▸ **Your instructions**: Filter these entries down to lines holding "Related".

§

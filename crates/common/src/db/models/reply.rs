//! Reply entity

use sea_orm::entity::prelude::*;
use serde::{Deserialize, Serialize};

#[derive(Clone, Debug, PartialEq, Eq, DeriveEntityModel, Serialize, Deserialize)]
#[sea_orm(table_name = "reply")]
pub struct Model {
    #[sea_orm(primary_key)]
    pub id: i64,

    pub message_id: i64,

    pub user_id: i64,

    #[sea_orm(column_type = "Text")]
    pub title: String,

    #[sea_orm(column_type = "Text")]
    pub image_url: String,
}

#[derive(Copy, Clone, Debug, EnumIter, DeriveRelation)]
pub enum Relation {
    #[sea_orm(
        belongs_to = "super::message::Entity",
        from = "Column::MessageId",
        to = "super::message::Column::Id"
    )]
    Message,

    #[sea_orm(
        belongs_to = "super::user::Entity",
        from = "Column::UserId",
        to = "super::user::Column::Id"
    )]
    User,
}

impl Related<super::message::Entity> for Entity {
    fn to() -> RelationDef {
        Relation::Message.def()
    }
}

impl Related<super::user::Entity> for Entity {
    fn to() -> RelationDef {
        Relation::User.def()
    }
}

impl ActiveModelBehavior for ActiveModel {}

§

▸ **Answer below**:
impl Related<super::message::Entity> for Entity {
impl Related<super::user::Entity> for Entity {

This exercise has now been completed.